Miras alrededor y no eres el único en esa caminata desagradable. Te encuentras con todo tipo de personas con un solo objetivo: llegar. Pero, ¿a dónde hay que llegar? y ¿por qué hay que llegar? Son las dos preguntas que surgen y se interponen a esa hora de trayecto con su fin, un fin que te debe convencer de ser alguien, alguien entre miles o millones con la misma promesa: ser, reafirmar tu ser bajo el yugo de alguien deplorable o de algo deplorable, que es lo mismo en esta situación. Son las horas sentado, soportando gritos, amenazas y burlas, observando favoritismos e injusticias, ¿valen la pena? Sabes, en el fondo, que eres el único que se lo puede preguntar, dada tu situación. sabes que eres el único que puede escribir acerca de ella como si fuera un martirio de tu vida, vida insufrible, vida intacta, vida perfecta, vida viva. Piensas en lo miserable que son todos, pero en realidad el único miserable eres tú, el único que se cree sobre-calificado para algo eres tú, el único que se cree diferente a ellos, soy yo.

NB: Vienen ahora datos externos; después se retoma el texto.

//! End-to-end planner scenarios.
//!
//! Drives a full planner through the cycle driver tick by tick with a
//! synthetic status block (and, for tapping, a synthetic spindle), checking
//! trajectory invariants on every tick:
//! velocity within limits, bounded acceleration, monotonic progress, and
//! final poses landing on the commanded endpoints.

use helix_common::config::PlannerConfig;
use helix_common::pose::{Cart, Pose};
use helix_common::state::{CanonKind, TermCond};
use helix_common::status::StatusBlock;
use helix_planner::{NullIo, Planner};

// ── Helpers ─────────────────────────────────────────────────────────

const DT: f64 = 0.001;

/// Opt-in debug logging: `RUST_LOG=helix_planner=debug cargo test`.
fn init_tracing() {
    let _ = tracing_subscriber::fmt()
        .with_env_filter(tracing_subscriber::EnvFilter::from_default_env())
        .with_test_writer()
        .try_init();
}

fn planner_with(config: &PlannerConfig) -> Planner {
    init_tracing();
    let mut tp = Planner::new(config);
    tp.set_cycle_time(DT).unwrap();
    tp.set_vmax(1000.0, 1000.0).unwrap();
    tp.set_vlimit(1000.0);
    tp.set_amax(1000.0).unwrap();
    tp
}

fn planner() -> Planner {
    planner_with(&PlannerConfig::default())
}

fn pose(x: f64, y: f64, z: f64) -> Pose {
    Pose {
        tran: Cart::new(x, y, z),
        ..Pose::ZERO
    }
}

/// Tick until done, recording the trajectory. Panics if the planner does
/// not finish within `max_ticks`.
fn drive(
    tp: &mut Planner,
    status: &mut StatusBlock,
    max_ticks: usize,
) -> Vec<(Pose, f64)> {
    let mut io = NullIo;
    let mut trace = Vec::new();
    for _ in 0..max_ticks {
        tp.run_tick(status, &mut io);
        trace.push((tp.position(), status.current_vel));
        if tp.is_done() {
            return trace;
        }
    }
    panic!("planner did not finish within {max_ticks} ticks");
}

// ── Scenario: single line ───────────────────────────────────────────

#[test]
fn single_line_profile() {
    let mut tp = planner();
    tp.add_line(pose(10.0, 0.0, 0.0), CanonKind::Feed, 100.0, 200.0, 1000.0, 0, false, None)
        .unwrap();

    let mut status = StatusBlock::default();
    let trace = drive(&mut tp, &mut status, 5000);

    // Final pose on the commanded end.
    let last = trace.last().unwrap().0;
    assert!((last.tran.x - 10.0).abs() < 1e-6, "final x {}", last.tran.x);

    // Peak velocity equals the request, never exceeds it.
    let peak = trace.iter().map(|t| t.1).fold(0.0_f64, f64::max);
    assert!(peak <= 100.0 + 1e-6, "peak {peak}");
    assert!(peak > 99.0, "peak {peak}");

    // Monotonic progress along x.
    for pair in trace.windows(2) {
        assert!(pair[1].0.tran.x >= pair[0].0.tran.x - 1e-12);
    }

    // Acceleration bounded by the segment limit.
    let mut prev_vel = 0.0;
    for (_, vel) in &trace {
        assert!(
            ((vel - prev_vel) / DT).abs() <= 1000.0 + 1e-3,
            "accel {}",
            (vel - prev_vel) / DT
        );
        prev_vel = *vel;
    }
}

// ── Scenario: two collinear lines ───────────────────────────────────

#[test]
fn collinear_lines_blend_without_stopping() {
    let mut tp = planner();
    tp.set_term_cond(TermCond::Parabolic, 0.0).unwrap();
    tp.add_line(pose(5.0, 0.0, 0.0), CanonKind::Feed, 100.0, 200.0, 1000.0, 0, false, None)
        .unwrap();
    tp.add_line(pose(10.0, 0.0, 0.0), CanonKind::Feed, 100.0, 200.0, 1000.0, 0, false, None)
        .unwrap();

    let mut status = StatusBlock::default();
    let trace = drive(&mut tp, &mut status, 5000);

    let last = trace.last().unwrap().0;
    assert!((last.tran.x - 10.0).abs() < 1e-6);

    // Velocity at the segment boundary stays near cruise: no dip to zero.
    let boundary_vel = trace
        .iter()
        .find(|(p, _)| p.tran.x >= 5.0)
        .map(|(_, v)| *v)
        .unwrap();
    assert!(boundary_vel > 90.0, "boundary velocity {boundary_vel}");
}

// ── Scenario: corner blending ───────────────────────────────────────

#[test]
fn right_angle_corner_with_blend_arc() {
    let cfg = PlannerConfig {
        enable_blend_arcs: true,
        ..Default::default()
    };
    let mut tp = planner_with(&cfg);
    tp.set_term_cond(TermCond::Parabolic, 0.1).unwrap();
    tp.add_line(pose(10.0, 0.0, 0.0), CanonKind::Feed, 10.0, 200.0, 1000.0, 0, false, None)
        .unwrap();
    tp.add_line(pose(10.0, 10.0, 0.0), CanonKind::Feed, 10.0, 200.0, 1000.0, 0, false, None)
        .unwrap();

    // The corner was replaced: trimmed line, arc, trimmed line.
    assert_eq!(tp.queue_depth(), 3);

    let mut status = StatusBlock::default();
    let trace = drive(&mut tp, &mut status, 20_000);

    let last = trace.last().unwrap().0;
    assert!((last.tran.x - 10.0).abs() < 1e-6);
    assert!((last.tran.y - 10.0).abs() < 1e-6);

    // The path never strays further than the tolerance from the corner
    // along the cut, and it passes within tolerance of the corner point.
    let corner = Cart::new(10.0, 0.0, 0.0);
    let closest = trace
        .iter()
        .map(|(p, _)| (p.tran - corner).mag())
        .fold(f64::MAX, f64::min);
    assert!(closest <= 0.1 + 1e-6, "closest approach {closest}");

    // No velocity excursion above the request through the corner.
    let peak = trace.iter().map(|t| t.1).fold(0.0_f64, f64::max);
    assert!(peak <= 10.0 + 1e-6, "peak {peak}");

    // And the corner is carried at speed: no stop in the middle section.
    let mid_min = trace
        .iter()
        .filter(|(p, _)| p.tran.x > 5.0 && p.tran.y < 5.0)
        .map(|(_, v)| *v)
        .fold(f64::MAX, f64::min);
    assert!(mid_min > 5.0, "mid-trajectory velocity dipped to {mid_min}");
}

#[test]
fn downward_corner_also_blends() {
    let cfg = PlannerConfig {
        enable_blend_arcs: true,
        ..Default::default()
    };
    let mut tp = planner_with(&cfg);
    tp.set_term_cond(TermCond::Parabolic, 0.1).unwrap();
    tp.add_line(pose(10.0, 0.0, 0.0), CanonKind::Feed, 10.0, 200.0, 1000.0, 0, false, None)
        .unwrap();
    tp.add_line(pose(10.0, -10.0, 0.0), CanonKind::Feed, 10.0, 200.0, 1000.0, 0, false, None)
        .unwrap();

    assert_eq!(tp.queue_depth(), 3);

    let mut status = StatusBlock::default();
    let trace = drive(&mut tp, &mut status, 20_000);
    let last = trace.last().unwrap().0;
    assert!((last.tran.y + 10.0).abs() < 1e-6);
}

#[test]
fn straight_continuation_promotes_tangent_without_arc() {
    let cfg = PlannerConfig {
        enable_blend_arcs: true,
        ..Default::default()
    };
    let mut tp = planner_with(&cfg);
    tp.set_term_cond(TermCond::Parabolic, 0.1).unwrap();
    tp.add_line(pose(10.0, 0.0, 0.0), CanonKind::Feed, 10.0, 200.0, 1000.0, 0, false, None)
        .unwrap();
    // Continuation is collinear to within numerical noise.
    tp.add_line(pose(20.0, 1e-9, 0.0), CanonKind::Feed, 10.0, 200.0, 1000.0, 0, false, None)
        .unwrap();

    // No arc spliced; the first segment was promoted instead.
    assert_eq!(tp.queue_depth(), 2);

    let mut status = StatusBlock::default();
    let trace = drive(&mut tp, &mut status, 20_000);
    let boundary_vel = trace
        .iter()
        .find(|(p, _)| p.tran.x >= 10.0)
        .map(|(_, v)| *v)
        .unwrap();
    assert!(boundary_vel > 9.0, "boundary velocity {boundary_vel}");
}

#[test]
fn full_reversal_declines_arc() {
    let cfg = PlannerConfig {
        enable_blend_arcs: true,
        ..Default::default()
    };
    let mut tp = planner_with(&cfg);
    tp.set_term_cond(TermCond::Parabolic, 0.1).unwrap();
    tp.add_line(pose(10.0, 0.0, 0.0), CanonKind::Feed, 10.0, 200.0, 1000.0, 0, false, None)
        .unwrap();
    tp.add_line(pose(0.0, 0.0, 0.0), CanonKind::Feed, 10.0, 200.0, 1000.0, 0, false, None)
        .unwrap();

    // No arc possible on a 180° reversal; both lines stay whole.
    assert_eq!(tp.queue_depth(), 2);

    let mut status = StatusBlock::default();
    let trace = drive(&mut tp, &mut status, 20_000);
    let last = trace.last().unwrap().0;
    assert!(last.tran.x.abs() < 1e-6, "final x {}", last.tran.x);

    // The reversal point is actually reached.
    let max_x = trace
        .iter()
        .map(|(p, _)| p.tran.x)
        .fold(f64::MIN, f64::max);
    assert!((max_x - 10.0).abs() < 0.1, "turnaround at {max_x}");
}

// ── Scenario: queue full recovery ───────────────────────────────────

#[test]
fn queue_full_recovers_after_consumption() {
    let cfg = PlannerConfig {
        queue_size: 2,
        ..Default::default()
    };
    let mut tp = planner_with(&cfg);
    tp.add_line(pose(1.0, 0.0, 0.0), CanonKind::Feed, 50.0, 100.0, 1000.0, 0, false, None)
        .unwrap();
    tp.add_line(pose(2.0, 0.0, 0.0), CanonKind::Feed, 50.0, 100.0, 1000.0, 0, false, None)
        .unwrap();
    assert!(tp
        .add_line(pose(3.0, 0.0, 0.0), CanonKind::Feed, 50.0, 100.0, 1000.0, 0, false, None)
        .is_err());

    // Consume the first segment, then the append succeeds.
    let mut status = StatusBlock::default();
    let mut io = NullIo;
    let mut appended = false;
    for _ in 0..20_000 {
        tp.run_tick(&mut status, &mut io);
        if !appended
            && tp
                .add_line(pose(3.0, 0.0, 0.0), CanonKind::Feed, 50.0, 100.0, 1000.0, 0, false, None)
                .is_ok()
        {
            appended = true;
        }
        if tp.is_done() {
            break;
        }
    }
    assert!(appended, "append never succeeded");
    assert!(tp.is_done());
    assert!((tp.position().tran.x - 3.0).abs() < 1e-6);
}

// ── Scenario: pause / resume ────────────────────────────────────────

#[test]
fn pause_mid_motion_then_resume() {
    let mut tp = planner();
    tp.add_line(pose(10.0, 0.0, 0.0), CanonKind::Feed, 100.0, 200.0, 1000.0, 0, false, None)
        .unwrap();

    let mut status = StatusBlock::default();
    let mut io = NullIo;

    // Run until roughly halfway.
    while tp.position().tran.x < 5.0 {
        tp.run_tick(&mut status, &mut io);
    }
    tp.pause();

    // Velocity must drain to zero within maxvel/amax plus one period.
    let drain_ticks = ((100.0 / 1000.0) / DT).ceil() as usize + 2;
    for _ in 0..drain_ticks {
        tp.run_tick(&mut status, &mut io);
    }
    assert_eq!(status.current_vel, 0.0, "still moving after pause drain");
    let paused_at = tp.position().tran.x;
    assert!(paused_at < 10.0);
    assert!(!tp.is_done());

    // Progress is retained across the pause.
    for _ in 0..50 {
        tp.run_tick(&mut status, &mut io);
    }
    assert_eq!(tp.position().tran.x, paused_at);

    tp.resume();
    let trace = drive(&mut tp, &mut status, 20_000);
    assert!((trace.last().unwrap().0.tran.x - 10.0).abs() < 1e-6);
}

#[test]
fn pause_resume_on_empty_queue_is_noop() {
    let mut tp = planner();
    let mut status = StatusBlock::default();
    let mut io = NullIo;

    tp.pause();
    tp.run_tick(&mut status, &mut io);
    tp.resume();
    tp.run_tick(&mut status, &mut io);

    assert!(tp.is_done());
    assert_eq!(tp.position(), Pose::ZERO);
}

// ── Scenario: feed override ─────────────────────────────────────────

#[test]
fn zero_feed_override_freezes_motion() {
    let mut tp = planner();
    tp.add_line(pose(10.0, 0.0, 0.0), CanonKind::Feed, 100.0, 200.0, 1000.0, 0, false, None)
        .unwrap();

    let mut status = StatusBlock::default();
    let mut io = NullIo;
    while tp.position().tran.x < 3.0 {
        tp.run_tick(&mut status, &mut io);
    }

    status.net_feed_scale = 0.0;
    for _ in 0..500 {
        tp.run_tick(&mut status, &mut io);
    }
    assert_eq!(status.current_vel, 0.0);
    let frozen_at = tp.position().tran.x;
    assert!(frozen_at < 10.0);

    status.net_feed_scale = 1.0;
    let trace = drive(&mut tp, &mut status, 20_000);
    assert!((trace.last().unwrap().0.tran.x - 10.0).abs() < 1e-6);
    assert!(trace.last().unwrap().0.tran.x > frozen_at);
}

// ── Scenario: rigid tap ─────────────────────────────────────────────

/// Synthetic spindle: first-order approach to the commanded speed, with an
/// encoder that counts revolutions (down again when reversed).
struct SpindleSim {
    velocity: f64,
    accel: f64,
}

impl SpindleSim {
    fn new() -> Self {
        Self {
            velocity: 0.0,
            accel: 200.0, // revs/s²
        }
    }

    fn tick(&mut self, status: &mut StatusBlock) {
        let commanded = status.spindle.speed;
        let dv = (commanded - self.velocity).clamp(-self.accel * DT, self.accel * DT);
        self.velocity += dv;
        status.spindle.revs += self.velocity * DT;
        status.spindle.speed_in = self.velocity;
        status.spindle.is_atspeed = true;
    }
}

#[test]
fn rigid_tap_full_cycle() {
    let mut tp = planner();
    tp.set_spindle_sync(0.1, false);
    tp.add_rigid_tap(pose(0.0, 0.0, 10.0), 10.0, 50.0, 1000.0, 0)
        .unwrap();

    let mut status = StatusBlock {
        spindle: helix_common::status::SpindleStatus {
            speed: 10.0, // revs/s, 0.1 uu/rev → 1 uu/s feed at speed
            ..Default::default()
        },
        ..Default::default()
    };
    let mut io = NullIo;
    let mut spindle = SpindleSim::new();

    let mut index_countdown = None;
    let mut max_depth: f64 = 0.0;
    let mut done = false;

    for _ in 0..400_000 {
        spindle.tick(&mut status);

        // Hardware index latch: the encoder zeroes a few ticks after the
        // planner requests it.
        if status.spindle.index_enable && index_countdown.is_none() {
            index_countdown = Some(5);
        }
        if let Some(n) = index_countdown {
            if n == 0 {
                status.spindle.revs = 0.0;
                status.spindle.index_enable = false;
                index_countdown = None;
            } else {
                index_countdown = Some(n - 1);
            }
        }

        tp.run_tick(&mut status, &mut io);
        max_depth = max_depth.max(tp.position().tran.z);
        if tp.is_done() && max_depth > 0.0 {
            done = true;
            break;
        }
    }

    assert!(done, "tap cycle never finished");
    // The tool went at least to the reversal depth (plus some overrun).
    assert!(max_depth >= 10.0, "max depth {max_depth}");
    // And came back to the exact start.
    let final_pos = tp.position();
    assert!(
        final_pos.tran.z.abs() < 1e-6,
        "final z {}",
        final_pos.tran.z
    );
    // The spindle was commanded back to forward.
    assert!(status.spindle.speed > 0.0);
}
//! Look-ahead final-velocity optimisation.
//!
//! A "rising tide" pass: walk the queue from the most recently appended
//! segment backwards and raise each predecessor's allowed final velocity
//! to the highest speed from which the successor can still decelerate to
//! its own final velocity within its length. The walk stops at the first
//! non-tangent boundary (final velocity stays zero there), at a segment
//! already executing, or at a chain peak. No forward pass is needed: the
//! profiler re-checks deceleration feasibility every tick.

use tracing::trace;

use helix_common::state::TermCond;

use crate::profile::scaled_accel;
use crate::queue::SegmentQueue;

/// Propagate reachable final velocities backwards from the queue tail,
/// visiting at most `depth` segment pairs.
pub fn run_optimization(queue: &mut SegmentQueue, depth: usize) {
    let len = queue.len();
    if len < 2 {
        return;
    }

    for x in 1..depth {
        if x > len - 1 {
            break;
        }
        let ind = len - x;

        let Some((prev_tc, tc)) = queue.pair_mut(ind - 1, ind) else {
            break;
        };

        // A parabolic or exact-stop boundary resets the chain.
        if prev_tc.term_cond != TermCond::Tangent {
            break;
        }

        // Already executing: its final velocity is spoken for.
        if prev_tc.progress > 0.0 {
            trace!(id = prev_tc.id, progress = prev_tc.progress, "segment already started");
            break;
        }

        // Highest entry speed from which tc can still decelerate to its
        // own final velocity over its full length.
        let acc = scaled_accel(tc);
        let vs = (tc.finalvel * tc.finalvel + 2.0 * acc * tc.target).sqrt();

        if vs >= tc.maxvel {
            // The chain is velocity-limited here; no point looking deeper.
            prev_tc.finalvel = tc.maxvel;
            prev_tc.atpeak = true;
            trace!(id = prev_tc.id, finalvel = prev_tc.finalvel, "found peak");
        } else {
            prev_tc.finalvel = vs;
            prev_tc.atpeak = false;
        }

        if tc.atpeak {
            break;
        }
    }
}

// ─── Tests ──────────────────────────────────────────────────────────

Te sientas a pensar en todo lo que sabes y todo lo que no. Mientras te preguntas acerca de lo miserable que eres, pides auxilio a los otros miserables. Pero, la respuesta no es satisfactoria, no tiene el objetivo de alentar tu alma, al contrario; te destroza, te hunde y te ahoga. La respuesta del otro es simple: no hay más que hacer. ¿No hay más que hacer? Para ellos es así y tal vez siempre sea así, de nuevo el miserable eres tú, el pensativo eres tú, y el único insatisfecho, soy yo.

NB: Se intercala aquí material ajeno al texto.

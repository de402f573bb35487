//! Device-side USB core: descriptor model, endpoint table, enumeration state machine,
//! class hook registry and the bus lifecycle controller.
//!
//! A device function describes itself with a static [`DeviceProperty`] and hands it to a
//! [`UsbBus`] together with the peripheral's [`driver_udc::UDCAdapter`]. The
//! peripheral's interrupt handler then feeds decoded [`driver_udc::UdcEvent`]s into
//! [`UsbBus::handle_event`]; everything else (standard requests, descriptor replies,
//! endpoint setup after reset, STALLs) is handled here.

use smallvec::SmallVec;
use thiserror::Error;

use driver_udc::UDCError;

pub mod bus;
pub mod class;
pub mod descriptor;
pub mod device;
pub mod endpoint;
pub mod hooks;
pub mod setup;

pub use self::bus::UsbBus;
pub use self::class::{ClassHandler, ClassRequest, ClassRequestTable};
pub use self::device::{ConnectionState, DeviceProperty, UsbDevice};
pub use self::endpoint::{EndpDirection, EndpointEntry, EndpointRole};
pub use self::hooks::{Hook, HookContext, HookKind, HookTable};
pub use self::setup::{ReqDirection, ReqRecipient, ReqType, Setup, SetupReq};

#[derive(Debug, Error)]
pub enum RequestError {
    /// The request is not implemented by this device, or names an interface, alternate
    /// setting, endpoint or descriptor it does not have. Answered with a STALL.
    #[error("unsupported request")]
    Unsupported,

    #[error("malformed setup packet")]
    Malformed,

    #[error("peripheral error: {0}")]
    Udc(#[from] UDCError),
}

/// Payload of a device-to-host data stage.
#[derive(Clone, Debug, Eq, PartialEq)]
pub enum ControlData {
    /// A slice of a static descriptor table.
    Static(&'static [u8]),
    /// A short computed reply such as GET_STATUS.
    Inline(SmallVec<[u8; 4]>),
}

impl ControlData {
    pub fn inline(bytes: &[u8]) -> Self {
        Self::Inline(SmallVec::from_slice(bytes))
    }

    pub fn as_slice(&self) -> &[u8] {
        match self {
            Self::Static(bytes) => bytes,
            Self::Inline(bytes) => bytes,
        }
    }

    pub fn len(&self) -> usize {
        self.as_slice().len()
    }

    pub fn is_empty(&self) -> bool {
        self.len() == 0
    }
}
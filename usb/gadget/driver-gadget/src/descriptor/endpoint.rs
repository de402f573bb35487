use driver_udc::EndpointKind;

use super::{DescriptorKind, DescriptorWriter};
use crate::endpoint::{EndpDirection, EndpointEntry};

/// bEndpointAddress bit set for device-to-host endpoints.
pub const ENDPOINT_DIR_IN: u8 = 0x80;

/// Mask that is ANDed to the attributes to get the transfer type.
pub const ENDP_ATTR_TY_MASK: u8 = 0x3;

/// The descriptor for a USB Endpoint (USB2 9.6.6).
///
/// This is returned as part of the configuration descriptor and cannot be requested
/// individually.
#[derive(Clone, Copy, Debug, Eq, PartialEq)]
pub struct EndpointDescriptor {
    pub address: u8,
    pub attributes: u8,
    pub max_packet_size: u16,
    pub interval: u8,
}

impl EndpointDescriptor {
    pub const LEN: usize = 7;

    /// Describes a non-control endpoint of the static endpoint table, so the descriptor
    /// and the hardware setup can never disagree.
    pub const fn from_entry(entry: &EndpointEntry) -> Self {
        let address = match entry.direction() {
            EndpDirection::In => entry.number | ENDPOINT_DIR_IN,
            EndpDirection::Out => entry.number,
            EndpDirection::Bidirectional => panic!("control endpoints have no descriptor"),
        };
        Self {
            address,
            attributes: entry.kind as u8,
            max_packet_size: entry.max_packet_size,
            interval: entry.interval,
        }
    }

    pub const fn write<const N: usize>(&self, w: DescriptorWriter<N>) -> DescriptorWriter<N> {
        w.byte(Self::LEN as u8)
            .byte(DescriptorKind::Endpoint as u8)
            .byte(self.address)
            .byte(self.attributes)
            .word(self.max_packet_size)
            .byte(self.interval)
    }

    pub const fn number(&self) -> u8 {
        self.address & 0x0F
    }

    pub const fn is_in(&self) -> bool {
        self.address & ENDPOINT_DIR_IN != 0
    }

    pub const fn ty(&self) -> EndpointKind {
        match self.attributes & ENDP_ATTR_TY_MASK {
            0 => EndpointKind::Control,
            1 => EndpointKind::Isochronous,
            2 => EndpointKind::Bulk,
            3 => EndpointKind::Interrupt,
            _ => unreachable!(),
        }
    }
}

#[cfg(test)]
mod tests {
    use super::*;
    use crate::endpoint::EndpointRole;

    #[test]
    fn interrupt_in_from_table() {
        let entry = EndpointEntry {
            role: EndpointRole::Interrupt,
            number: 2,
            kind: EndpointKind::Interrupt,
            rx_buffer: None,
            tx_buffer: Some(0x100),
            max_packet_size: 64,
            interval: 0xFF,
        };
        let desc = EndpointDescriptor::from_entry(&entry);
        assert_eq!(desc.address, 0x82);
        assert!(desc.is_in());
        assert_eq!(desc.number(), 2);
        assert_eq!(desc.ty(), EndpointKind::Interrupt);
        assert_eq!(
            desc.write(DescriptorWriter::<7>::new()).finish(),
            [7, 5, 0x82, 3, 64, 0, 0xFF]
        );
    }
}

Dan las 14:00 y sabes que no tienes huida a no ser que ese gran ente supuestamente superior a ti te diga: eres libre. Te dan libertad a las 14:27. Corres, buscas tus cosas entre las de los demás, que están amontonadas en almacenajes de metal. Encuentras tu bolsa de un característico color beige y corres de nuevo. Recoges tu identificación de la planta baja y huyes queriendo olvidar, nadie más corre. El miserable soy yo, el único diferente soy yo, el insatisfecho soy yo, el único con palabras soy yo. Te hundes en desesperación y piensas: ¿por qué ellos no huyen? Todo esto mientras llegas a tu hogar con la comida ya preparada, con las comodidades ya hechas y con el bienestar sin duda de la existencia. Te preguntas por el vacío de los demás con la esperanza de salvarte del propio, miras por tu ventana a tu jardín y con todo el privilegio sale de tu boca inmunda: ¿por qué a mí? Como si esto se tratase de un castigo, el miserable, seré siempre yo.


Al día siguiente repites todo y todo se repite; pero, en cambio, huyes de tu hogar con la consigna única de preguntar. Llegas más temprano de lo común, buscas tu pequeño lugar de trabajo, dejas tus cosas y empiezas a preguntar. Recuerdas ser algo extraño que se conoce como filósofo. Preguntas y preguntas sin parar y la respuesta es clara, al fin no eres el único. Sacias tu único deseo, pertenecer. Te llenas de entusiasmo: el miserable no soy yo, no solo yo. Paras la felicidad y piensas, los miserables son ellos, porque yo tengo la facilidad de no ser. Piensas y piensas mucho, pero no hayas solución, y, sin sorpresa alguna, el miserable vuelves a ser tú y lo vuelvo a ser yo.